> [TRY IT]:
Copy out all the lines in the records that include the word "namespaces".

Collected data

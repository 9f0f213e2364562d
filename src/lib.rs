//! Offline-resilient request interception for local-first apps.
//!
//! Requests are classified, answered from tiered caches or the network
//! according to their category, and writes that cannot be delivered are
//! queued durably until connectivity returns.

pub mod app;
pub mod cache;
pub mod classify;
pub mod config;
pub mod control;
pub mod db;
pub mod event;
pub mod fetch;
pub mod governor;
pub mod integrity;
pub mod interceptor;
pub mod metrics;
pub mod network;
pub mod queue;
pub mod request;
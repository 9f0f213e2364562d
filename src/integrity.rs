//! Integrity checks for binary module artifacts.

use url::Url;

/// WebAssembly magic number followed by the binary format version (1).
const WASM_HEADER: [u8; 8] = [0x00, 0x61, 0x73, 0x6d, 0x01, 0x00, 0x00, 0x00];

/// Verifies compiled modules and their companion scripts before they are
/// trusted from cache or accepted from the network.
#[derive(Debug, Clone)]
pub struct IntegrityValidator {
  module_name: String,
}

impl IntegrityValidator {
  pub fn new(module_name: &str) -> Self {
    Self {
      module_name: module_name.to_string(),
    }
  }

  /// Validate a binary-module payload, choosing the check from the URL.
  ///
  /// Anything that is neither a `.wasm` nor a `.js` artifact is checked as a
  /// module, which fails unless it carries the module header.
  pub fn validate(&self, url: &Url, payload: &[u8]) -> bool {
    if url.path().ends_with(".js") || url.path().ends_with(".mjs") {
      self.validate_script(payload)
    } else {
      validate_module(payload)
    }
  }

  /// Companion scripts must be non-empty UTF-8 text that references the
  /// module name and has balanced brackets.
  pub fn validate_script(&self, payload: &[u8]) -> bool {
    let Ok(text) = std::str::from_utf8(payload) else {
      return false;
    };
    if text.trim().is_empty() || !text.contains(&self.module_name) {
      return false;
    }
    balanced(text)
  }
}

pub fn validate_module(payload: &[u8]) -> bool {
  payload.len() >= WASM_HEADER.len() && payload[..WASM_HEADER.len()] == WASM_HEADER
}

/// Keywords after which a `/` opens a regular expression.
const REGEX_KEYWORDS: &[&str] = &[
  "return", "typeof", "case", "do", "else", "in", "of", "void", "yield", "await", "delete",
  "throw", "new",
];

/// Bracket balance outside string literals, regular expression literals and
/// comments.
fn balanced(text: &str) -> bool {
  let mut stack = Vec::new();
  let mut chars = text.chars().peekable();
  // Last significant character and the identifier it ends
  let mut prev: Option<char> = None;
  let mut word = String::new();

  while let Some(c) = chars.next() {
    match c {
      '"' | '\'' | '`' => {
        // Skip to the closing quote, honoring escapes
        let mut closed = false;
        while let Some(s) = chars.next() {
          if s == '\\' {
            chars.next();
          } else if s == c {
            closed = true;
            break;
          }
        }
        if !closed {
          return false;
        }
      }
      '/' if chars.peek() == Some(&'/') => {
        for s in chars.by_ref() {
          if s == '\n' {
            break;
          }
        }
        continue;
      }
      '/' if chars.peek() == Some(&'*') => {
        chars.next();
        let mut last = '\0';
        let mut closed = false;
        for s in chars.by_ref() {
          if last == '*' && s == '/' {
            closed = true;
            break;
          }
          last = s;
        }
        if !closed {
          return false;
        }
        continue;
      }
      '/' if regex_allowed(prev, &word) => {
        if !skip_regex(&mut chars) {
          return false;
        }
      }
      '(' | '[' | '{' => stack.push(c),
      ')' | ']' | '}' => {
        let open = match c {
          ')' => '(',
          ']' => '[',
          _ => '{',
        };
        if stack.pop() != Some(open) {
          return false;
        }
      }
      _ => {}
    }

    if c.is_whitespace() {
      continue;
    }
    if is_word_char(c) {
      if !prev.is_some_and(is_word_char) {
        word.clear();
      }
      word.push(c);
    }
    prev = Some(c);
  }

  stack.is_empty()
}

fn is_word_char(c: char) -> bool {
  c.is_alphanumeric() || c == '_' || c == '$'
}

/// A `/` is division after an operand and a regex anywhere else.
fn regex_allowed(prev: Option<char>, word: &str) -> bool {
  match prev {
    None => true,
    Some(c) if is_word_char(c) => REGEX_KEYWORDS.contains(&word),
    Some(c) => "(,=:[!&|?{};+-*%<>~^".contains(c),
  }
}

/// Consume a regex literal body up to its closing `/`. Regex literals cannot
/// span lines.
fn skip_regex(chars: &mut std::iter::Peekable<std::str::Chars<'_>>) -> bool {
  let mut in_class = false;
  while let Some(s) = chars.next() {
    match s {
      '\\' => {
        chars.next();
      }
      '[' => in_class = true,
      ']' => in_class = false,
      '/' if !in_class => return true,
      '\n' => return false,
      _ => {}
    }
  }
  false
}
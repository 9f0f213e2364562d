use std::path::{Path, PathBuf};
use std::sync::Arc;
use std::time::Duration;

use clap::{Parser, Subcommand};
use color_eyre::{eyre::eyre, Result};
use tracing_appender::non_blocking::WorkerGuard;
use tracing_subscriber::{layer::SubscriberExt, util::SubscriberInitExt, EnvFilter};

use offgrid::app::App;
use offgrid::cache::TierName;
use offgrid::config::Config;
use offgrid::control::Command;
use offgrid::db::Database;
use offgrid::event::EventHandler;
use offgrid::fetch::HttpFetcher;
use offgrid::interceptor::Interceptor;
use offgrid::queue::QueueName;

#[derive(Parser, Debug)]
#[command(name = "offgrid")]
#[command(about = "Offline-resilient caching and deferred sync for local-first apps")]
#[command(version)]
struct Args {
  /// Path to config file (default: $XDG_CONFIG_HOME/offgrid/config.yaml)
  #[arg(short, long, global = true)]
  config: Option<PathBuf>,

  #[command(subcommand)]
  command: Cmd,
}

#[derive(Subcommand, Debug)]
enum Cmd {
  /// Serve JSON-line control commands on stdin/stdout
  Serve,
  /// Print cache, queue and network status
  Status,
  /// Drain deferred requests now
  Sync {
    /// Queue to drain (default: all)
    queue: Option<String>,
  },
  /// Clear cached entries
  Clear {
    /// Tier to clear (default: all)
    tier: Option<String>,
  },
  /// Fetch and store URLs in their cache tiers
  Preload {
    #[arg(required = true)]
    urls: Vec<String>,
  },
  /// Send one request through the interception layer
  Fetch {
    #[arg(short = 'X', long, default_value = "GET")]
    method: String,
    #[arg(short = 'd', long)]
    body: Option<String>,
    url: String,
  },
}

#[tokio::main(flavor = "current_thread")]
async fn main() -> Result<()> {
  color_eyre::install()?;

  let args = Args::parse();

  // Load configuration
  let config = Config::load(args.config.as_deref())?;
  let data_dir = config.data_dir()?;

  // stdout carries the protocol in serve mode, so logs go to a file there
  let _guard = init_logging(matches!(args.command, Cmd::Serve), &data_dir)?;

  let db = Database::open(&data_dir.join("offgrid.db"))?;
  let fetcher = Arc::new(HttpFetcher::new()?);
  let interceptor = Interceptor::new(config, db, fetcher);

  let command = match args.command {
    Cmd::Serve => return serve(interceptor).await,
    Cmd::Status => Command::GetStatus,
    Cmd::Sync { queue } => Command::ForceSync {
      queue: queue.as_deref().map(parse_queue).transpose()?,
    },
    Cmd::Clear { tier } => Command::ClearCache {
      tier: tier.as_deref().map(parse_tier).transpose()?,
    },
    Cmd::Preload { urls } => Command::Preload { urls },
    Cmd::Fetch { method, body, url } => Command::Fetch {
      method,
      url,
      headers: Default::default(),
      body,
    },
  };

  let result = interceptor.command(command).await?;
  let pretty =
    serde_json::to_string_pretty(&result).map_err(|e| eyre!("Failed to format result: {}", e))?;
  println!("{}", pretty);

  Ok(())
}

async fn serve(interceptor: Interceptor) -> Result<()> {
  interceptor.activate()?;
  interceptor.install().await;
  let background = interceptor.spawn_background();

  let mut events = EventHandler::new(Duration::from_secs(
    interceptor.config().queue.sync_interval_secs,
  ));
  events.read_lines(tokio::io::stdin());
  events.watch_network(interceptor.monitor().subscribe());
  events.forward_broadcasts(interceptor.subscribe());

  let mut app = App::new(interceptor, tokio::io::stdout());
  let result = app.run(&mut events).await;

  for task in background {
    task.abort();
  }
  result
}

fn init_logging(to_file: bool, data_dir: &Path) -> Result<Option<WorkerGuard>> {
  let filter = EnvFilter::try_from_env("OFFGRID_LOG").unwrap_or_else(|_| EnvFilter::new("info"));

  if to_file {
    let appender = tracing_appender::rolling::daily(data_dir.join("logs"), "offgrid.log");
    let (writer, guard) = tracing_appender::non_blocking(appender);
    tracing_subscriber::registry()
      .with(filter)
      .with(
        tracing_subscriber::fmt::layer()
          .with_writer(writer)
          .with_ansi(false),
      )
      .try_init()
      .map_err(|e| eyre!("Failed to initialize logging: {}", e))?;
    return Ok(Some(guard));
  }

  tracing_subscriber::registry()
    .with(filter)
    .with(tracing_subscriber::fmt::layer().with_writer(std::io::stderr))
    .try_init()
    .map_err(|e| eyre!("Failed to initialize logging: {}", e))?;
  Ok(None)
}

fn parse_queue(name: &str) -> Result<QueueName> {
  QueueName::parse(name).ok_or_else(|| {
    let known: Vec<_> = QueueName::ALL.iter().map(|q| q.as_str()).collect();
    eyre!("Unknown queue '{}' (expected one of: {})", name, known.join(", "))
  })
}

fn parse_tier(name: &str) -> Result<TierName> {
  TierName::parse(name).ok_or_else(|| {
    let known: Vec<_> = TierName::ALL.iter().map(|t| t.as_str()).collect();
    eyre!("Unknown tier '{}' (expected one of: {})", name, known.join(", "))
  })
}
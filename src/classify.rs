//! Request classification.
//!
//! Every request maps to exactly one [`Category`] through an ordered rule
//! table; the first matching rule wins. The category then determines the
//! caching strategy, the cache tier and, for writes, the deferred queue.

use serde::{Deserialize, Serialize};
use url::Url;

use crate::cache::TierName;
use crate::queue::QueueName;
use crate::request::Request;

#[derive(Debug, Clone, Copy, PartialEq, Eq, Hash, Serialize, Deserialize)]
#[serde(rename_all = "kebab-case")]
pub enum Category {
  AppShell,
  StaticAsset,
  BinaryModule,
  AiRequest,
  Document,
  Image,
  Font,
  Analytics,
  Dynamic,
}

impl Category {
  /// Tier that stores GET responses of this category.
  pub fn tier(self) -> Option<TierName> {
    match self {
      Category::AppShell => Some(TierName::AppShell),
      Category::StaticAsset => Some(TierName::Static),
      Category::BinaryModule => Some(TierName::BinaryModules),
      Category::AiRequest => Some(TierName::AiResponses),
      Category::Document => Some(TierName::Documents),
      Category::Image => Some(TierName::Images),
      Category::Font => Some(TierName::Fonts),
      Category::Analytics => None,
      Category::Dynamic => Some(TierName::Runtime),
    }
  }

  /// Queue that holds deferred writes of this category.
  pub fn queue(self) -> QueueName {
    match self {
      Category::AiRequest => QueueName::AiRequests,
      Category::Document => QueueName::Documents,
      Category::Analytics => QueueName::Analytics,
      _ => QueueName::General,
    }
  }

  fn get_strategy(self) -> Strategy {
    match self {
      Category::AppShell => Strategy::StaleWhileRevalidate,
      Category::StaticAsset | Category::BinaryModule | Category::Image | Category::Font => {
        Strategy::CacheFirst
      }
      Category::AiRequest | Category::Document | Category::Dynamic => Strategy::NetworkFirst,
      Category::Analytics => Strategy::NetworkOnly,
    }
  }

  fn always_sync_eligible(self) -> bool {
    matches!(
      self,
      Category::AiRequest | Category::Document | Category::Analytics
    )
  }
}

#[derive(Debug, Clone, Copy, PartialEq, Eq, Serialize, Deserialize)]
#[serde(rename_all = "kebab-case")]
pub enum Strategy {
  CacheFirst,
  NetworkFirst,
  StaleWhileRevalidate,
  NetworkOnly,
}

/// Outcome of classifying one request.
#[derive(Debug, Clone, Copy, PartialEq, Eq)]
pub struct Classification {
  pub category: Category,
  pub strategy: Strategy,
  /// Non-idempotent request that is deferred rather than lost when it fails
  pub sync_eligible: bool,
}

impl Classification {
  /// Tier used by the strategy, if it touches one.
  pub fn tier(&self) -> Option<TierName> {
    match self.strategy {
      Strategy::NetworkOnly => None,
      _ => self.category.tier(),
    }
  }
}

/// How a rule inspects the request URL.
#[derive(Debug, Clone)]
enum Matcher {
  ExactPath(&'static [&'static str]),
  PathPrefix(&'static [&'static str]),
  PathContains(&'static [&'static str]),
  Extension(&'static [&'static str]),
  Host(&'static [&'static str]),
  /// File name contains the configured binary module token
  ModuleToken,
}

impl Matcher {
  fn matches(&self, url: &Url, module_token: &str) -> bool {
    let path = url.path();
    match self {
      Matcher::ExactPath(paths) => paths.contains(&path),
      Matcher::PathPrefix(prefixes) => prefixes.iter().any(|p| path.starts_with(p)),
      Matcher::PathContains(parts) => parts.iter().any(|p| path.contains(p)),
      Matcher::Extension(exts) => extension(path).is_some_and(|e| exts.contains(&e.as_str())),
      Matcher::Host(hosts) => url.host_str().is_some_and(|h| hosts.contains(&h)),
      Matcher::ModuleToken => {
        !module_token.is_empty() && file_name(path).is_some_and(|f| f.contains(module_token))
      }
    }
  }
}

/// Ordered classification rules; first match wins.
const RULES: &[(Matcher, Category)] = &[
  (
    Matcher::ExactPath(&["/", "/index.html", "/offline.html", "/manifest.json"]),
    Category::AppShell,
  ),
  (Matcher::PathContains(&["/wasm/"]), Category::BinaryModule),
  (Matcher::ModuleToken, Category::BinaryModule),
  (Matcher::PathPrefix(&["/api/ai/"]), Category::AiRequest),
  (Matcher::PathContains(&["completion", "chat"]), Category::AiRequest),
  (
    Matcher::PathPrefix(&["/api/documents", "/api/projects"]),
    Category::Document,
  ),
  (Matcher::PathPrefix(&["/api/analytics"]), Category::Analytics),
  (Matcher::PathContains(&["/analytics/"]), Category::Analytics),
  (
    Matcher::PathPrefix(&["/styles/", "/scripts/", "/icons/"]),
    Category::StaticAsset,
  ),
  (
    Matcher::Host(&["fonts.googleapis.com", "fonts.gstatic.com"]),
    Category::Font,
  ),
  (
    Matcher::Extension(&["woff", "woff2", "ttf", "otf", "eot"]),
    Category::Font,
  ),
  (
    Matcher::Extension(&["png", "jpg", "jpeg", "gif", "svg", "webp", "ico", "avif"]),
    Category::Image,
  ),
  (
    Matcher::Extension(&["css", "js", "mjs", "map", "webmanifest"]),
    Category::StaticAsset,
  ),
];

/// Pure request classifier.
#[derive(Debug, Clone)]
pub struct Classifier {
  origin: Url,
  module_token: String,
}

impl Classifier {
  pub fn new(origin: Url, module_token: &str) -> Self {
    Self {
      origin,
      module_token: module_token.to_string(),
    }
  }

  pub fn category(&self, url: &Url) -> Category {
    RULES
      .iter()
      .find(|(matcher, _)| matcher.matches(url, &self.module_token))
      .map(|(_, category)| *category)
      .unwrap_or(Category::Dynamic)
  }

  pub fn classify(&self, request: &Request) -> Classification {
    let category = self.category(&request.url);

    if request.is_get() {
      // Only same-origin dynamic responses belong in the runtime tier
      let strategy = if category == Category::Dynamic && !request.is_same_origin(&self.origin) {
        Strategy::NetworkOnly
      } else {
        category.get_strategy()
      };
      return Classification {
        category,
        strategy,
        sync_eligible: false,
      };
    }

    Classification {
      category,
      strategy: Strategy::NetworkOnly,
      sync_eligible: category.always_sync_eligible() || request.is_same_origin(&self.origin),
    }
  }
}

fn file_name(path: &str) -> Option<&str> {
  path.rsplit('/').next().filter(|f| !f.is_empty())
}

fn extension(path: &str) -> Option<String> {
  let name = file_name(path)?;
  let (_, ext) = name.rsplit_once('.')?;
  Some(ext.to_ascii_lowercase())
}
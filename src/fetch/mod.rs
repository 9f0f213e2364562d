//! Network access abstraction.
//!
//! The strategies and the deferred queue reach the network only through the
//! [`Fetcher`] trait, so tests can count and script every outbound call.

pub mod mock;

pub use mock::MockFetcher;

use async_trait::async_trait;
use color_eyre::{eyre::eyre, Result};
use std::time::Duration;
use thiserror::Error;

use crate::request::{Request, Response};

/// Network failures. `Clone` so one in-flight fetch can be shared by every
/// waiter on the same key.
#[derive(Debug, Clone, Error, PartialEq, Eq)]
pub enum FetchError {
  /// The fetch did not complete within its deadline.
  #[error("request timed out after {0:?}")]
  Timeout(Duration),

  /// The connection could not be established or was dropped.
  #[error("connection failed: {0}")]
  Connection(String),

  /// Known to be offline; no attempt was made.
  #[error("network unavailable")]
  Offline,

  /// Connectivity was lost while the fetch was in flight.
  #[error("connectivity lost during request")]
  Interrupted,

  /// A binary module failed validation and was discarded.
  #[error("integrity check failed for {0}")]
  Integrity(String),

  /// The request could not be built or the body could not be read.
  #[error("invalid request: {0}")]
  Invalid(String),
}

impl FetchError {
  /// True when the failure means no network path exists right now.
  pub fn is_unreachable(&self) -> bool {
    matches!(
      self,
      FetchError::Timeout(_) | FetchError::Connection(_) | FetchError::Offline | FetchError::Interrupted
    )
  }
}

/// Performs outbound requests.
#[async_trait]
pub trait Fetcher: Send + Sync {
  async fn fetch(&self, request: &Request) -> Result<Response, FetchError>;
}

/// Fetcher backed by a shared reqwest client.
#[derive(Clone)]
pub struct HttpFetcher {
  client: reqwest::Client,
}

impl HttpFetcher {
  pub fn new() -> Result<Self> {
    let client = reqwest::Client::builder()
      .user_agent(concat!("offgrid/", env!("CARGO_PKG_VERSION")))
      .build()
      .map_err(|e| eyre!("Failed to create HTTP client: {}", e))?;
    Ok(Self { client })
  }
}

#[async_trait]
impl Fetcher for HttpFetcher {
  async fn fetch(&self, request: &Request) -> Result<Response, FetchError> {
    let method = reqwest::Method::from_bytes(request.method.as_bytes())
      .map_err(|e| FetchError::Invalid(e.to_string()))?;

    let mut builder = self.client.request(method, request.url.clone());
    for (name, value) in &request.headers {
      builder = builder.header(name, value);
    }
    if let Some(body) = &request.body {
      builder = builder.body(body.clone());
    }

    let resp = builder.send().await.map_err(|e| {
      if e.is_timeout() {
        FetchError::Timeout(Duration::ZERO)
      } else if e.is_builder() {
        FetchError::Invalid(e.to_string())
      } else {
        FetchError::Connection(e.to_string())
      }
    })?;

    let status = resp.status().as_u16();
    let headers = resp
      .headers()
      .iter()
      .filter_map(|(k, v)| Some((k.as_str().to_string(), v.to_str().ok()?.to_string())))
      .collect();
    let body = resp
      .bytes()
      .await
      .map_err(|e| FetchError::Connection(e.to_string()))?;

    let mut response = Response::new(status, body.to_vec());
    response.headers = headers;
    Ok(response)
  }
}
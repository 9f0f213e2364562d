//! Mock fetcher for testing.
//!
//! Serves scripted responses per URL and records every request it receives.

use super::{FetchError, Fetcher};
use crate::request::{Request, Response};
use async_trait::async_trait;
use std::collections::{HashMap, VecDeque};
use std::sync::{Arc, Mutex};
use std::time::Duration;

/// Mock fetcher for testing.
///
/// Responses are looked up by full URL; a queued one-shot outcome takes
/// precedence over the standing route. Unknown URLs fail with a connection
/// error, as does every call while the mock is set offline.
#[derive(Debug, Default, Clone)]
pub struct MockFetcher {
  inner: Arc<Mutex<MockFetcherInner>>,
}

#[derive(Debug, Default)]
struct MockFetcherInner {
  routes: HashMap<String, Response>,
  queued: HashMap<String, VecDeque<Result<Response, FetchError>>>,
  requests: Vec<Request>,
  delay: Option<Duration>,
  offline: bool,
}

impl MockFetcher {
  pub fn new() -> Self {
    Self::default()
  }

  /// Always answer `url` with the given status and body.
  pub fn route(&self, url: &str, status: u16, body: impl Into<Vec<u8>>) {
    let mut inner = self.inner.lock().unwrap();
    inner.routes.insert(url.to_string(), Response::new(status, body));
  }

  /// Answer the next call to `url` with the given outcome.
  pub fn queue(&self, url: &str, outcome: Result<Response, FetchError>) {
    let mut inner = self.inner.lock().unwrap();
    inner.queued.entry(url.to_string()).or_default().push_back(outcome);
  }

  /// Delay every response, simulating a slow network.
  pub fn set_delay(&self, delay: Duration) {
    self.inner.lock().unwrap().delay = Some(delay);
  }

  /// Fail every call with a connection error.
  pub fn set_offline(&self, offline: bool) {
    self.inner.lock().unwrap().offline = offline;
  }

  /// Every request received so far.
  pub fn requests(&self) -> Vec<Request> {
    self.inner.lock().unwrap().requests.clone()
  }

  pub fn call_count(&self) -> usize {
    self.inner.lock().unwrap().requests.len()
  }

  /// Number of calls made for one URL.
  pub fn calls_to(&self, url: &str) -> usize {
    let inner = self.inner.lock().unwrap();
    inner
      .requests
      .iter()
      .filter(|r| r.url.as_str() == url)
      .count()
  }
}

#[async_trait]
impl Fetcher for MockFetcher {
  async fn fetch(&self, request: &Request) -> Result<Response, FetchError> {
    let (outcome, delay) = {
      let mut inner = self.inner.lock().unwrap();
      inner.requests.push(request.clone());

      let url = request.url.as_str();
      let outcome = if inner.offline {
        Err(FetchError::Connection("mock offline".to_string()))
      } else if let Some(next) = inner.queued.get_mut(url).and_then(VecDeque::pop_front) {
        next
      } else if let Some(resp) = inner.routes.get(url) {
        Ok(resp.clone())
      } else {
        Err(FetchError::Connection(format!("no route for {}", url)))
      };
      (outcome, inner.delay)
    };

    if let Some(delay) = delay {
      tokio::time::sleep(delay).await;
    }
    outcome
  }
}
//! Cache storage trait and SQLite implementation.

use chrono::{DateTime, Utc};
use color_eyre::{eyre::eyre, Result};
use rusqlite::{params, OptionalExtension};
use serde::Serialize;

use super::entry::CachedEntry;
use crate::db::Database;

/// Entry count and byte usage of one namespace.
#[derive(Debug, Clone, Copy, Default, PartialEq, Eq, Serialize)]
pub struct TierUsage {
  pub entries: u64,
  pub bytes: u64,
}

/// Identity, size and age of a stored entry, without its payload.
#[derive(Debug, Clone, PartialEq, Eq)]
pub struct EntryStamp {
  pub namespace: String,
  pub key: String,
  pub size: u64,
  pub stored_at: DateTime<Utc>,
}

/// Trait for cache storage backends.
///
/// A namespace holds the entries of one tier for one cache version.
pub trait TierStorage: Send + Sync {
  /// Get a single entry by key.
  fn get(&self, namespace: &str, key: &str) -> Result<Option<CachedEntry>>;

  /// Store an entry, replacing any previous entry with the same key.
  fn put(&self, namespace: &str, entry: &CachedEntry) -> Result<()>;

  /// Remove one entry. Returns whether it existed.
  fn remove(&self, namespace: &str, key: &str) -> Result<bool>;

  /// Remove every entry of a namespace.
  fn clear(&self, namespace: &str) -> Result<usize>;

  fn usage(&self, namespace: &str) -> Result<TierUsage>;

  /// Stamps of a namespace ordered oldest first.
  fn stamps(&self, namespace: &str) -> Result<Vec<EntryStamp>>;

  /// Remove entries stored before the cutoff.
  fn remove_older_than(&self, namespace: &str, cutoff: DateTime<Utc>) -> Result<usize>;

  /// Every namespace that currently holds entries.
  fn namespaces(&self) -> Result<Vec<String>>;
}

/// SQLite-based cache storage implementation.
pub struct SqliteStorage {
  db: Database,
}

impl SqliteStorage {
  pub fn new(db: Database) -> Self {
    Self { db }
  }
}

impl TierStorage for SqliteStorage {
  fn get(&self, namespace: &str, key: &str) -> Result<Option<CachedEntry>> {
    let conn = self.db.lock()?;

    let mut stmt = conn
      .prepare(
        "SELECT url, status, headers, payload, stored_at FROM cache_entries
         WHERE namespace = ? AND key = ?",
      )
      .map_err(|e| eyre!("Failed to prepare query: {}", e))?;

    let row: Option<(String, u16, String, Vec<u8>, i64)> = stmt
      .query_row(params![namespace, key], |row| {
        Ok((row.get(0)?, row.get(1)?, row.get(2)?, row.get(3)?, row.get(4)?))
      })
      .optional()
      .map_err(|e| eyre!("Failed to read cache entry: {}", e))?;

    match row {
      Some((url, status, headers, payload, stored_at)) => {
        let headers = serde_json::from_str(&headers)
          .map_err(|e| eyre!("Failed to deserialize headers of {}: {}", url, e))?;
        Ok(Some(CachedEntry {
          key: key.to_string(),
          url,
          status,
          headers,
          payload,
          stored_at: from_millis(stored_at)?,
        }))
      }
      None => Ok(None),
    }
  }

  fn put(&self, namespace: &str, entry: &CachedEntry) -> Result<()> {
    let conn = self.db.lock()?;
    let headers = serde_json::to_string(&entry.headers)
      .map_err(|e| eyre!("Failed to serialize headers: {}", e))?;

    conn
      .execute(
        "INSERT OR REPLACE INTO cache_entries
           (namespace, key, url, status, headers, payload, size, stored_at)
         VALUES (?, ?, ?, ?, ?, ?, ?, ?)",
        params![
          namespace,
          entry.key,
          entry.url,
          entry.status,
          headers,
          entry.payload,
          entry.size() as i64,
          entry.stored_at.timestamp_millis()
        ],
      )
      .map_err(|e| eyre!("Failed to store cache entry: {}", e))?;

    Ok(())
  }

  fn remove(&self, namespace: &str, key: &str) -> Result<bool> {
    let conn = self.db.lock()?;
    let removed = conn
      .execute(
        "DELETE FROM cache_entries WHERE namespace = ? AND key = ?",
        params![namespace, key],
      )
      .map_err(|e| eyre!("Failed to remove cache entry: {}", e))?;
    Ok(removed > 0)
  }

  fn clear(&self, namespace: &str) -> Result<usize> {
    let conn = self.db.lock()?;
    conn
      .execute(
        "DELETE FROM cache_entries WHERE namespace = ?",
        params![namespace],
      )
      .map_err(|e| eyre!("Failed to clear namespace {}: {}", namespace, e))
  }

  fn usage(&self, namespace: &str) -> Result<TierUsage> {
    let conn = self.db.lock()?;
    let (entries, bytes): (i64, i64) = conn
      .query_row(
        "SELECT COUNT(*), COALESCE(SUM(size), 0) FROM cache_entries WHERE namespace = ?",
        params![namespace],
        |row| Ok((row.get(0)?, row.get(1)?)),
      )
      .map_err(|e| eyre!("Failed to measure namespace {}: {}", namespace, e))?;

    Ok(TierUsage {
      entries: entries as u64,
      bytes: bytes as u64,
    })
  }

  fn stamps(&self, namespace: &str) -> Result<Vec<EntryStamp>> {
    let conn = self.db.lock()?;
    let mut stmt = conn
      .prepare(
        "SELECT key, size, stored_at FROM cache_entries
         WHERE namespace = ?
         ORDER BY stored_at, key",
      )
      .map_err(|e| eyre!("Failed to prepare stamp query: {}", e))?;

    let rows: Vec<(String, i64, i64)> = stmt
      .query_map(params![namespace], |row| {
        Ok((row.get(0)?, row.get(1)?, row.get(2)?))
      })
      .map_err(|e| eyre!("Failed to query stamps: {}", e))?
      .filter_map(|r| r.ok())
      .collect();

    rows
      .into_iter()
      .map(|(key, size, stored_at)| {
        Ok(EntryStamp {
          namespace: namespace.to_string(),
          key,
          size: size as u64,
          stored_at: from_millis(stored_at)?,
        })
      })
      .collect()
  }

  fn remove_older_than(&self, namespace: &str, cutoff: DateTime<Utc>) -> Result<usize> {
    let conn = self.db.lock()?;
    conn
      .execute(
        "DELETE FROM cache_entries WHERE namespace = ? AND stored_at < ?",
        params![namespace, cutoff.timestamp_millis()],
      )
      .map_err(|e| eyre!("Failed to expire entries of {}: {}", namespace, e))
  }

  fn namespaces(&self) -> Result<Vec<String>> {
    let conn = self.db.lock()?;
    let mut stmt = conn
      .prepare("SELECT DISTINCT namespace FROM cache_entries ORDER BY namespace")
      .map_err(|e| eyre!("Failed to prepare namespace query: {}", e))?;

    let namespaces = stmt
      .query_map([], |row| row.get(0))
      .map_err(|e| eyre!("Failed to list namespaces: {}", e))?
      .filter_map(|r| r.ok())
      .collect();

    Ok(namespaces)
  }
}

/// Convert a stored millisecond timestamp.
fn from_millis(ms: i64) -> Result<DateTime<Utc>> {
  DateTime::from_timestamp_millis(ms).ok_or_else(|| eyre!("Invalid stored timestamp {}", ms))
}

> [RESULT OF THIS EXERCISE]:
  fn namespaces(&self) -> Result<Vec<String>>;
  fn namespaces(&self) -> Result<Vec<String>> {
    let namespaces = stmt
      .map_err(|e| eyre!("Failed to list namespaces: {}", e))?
    Ok(namespaces)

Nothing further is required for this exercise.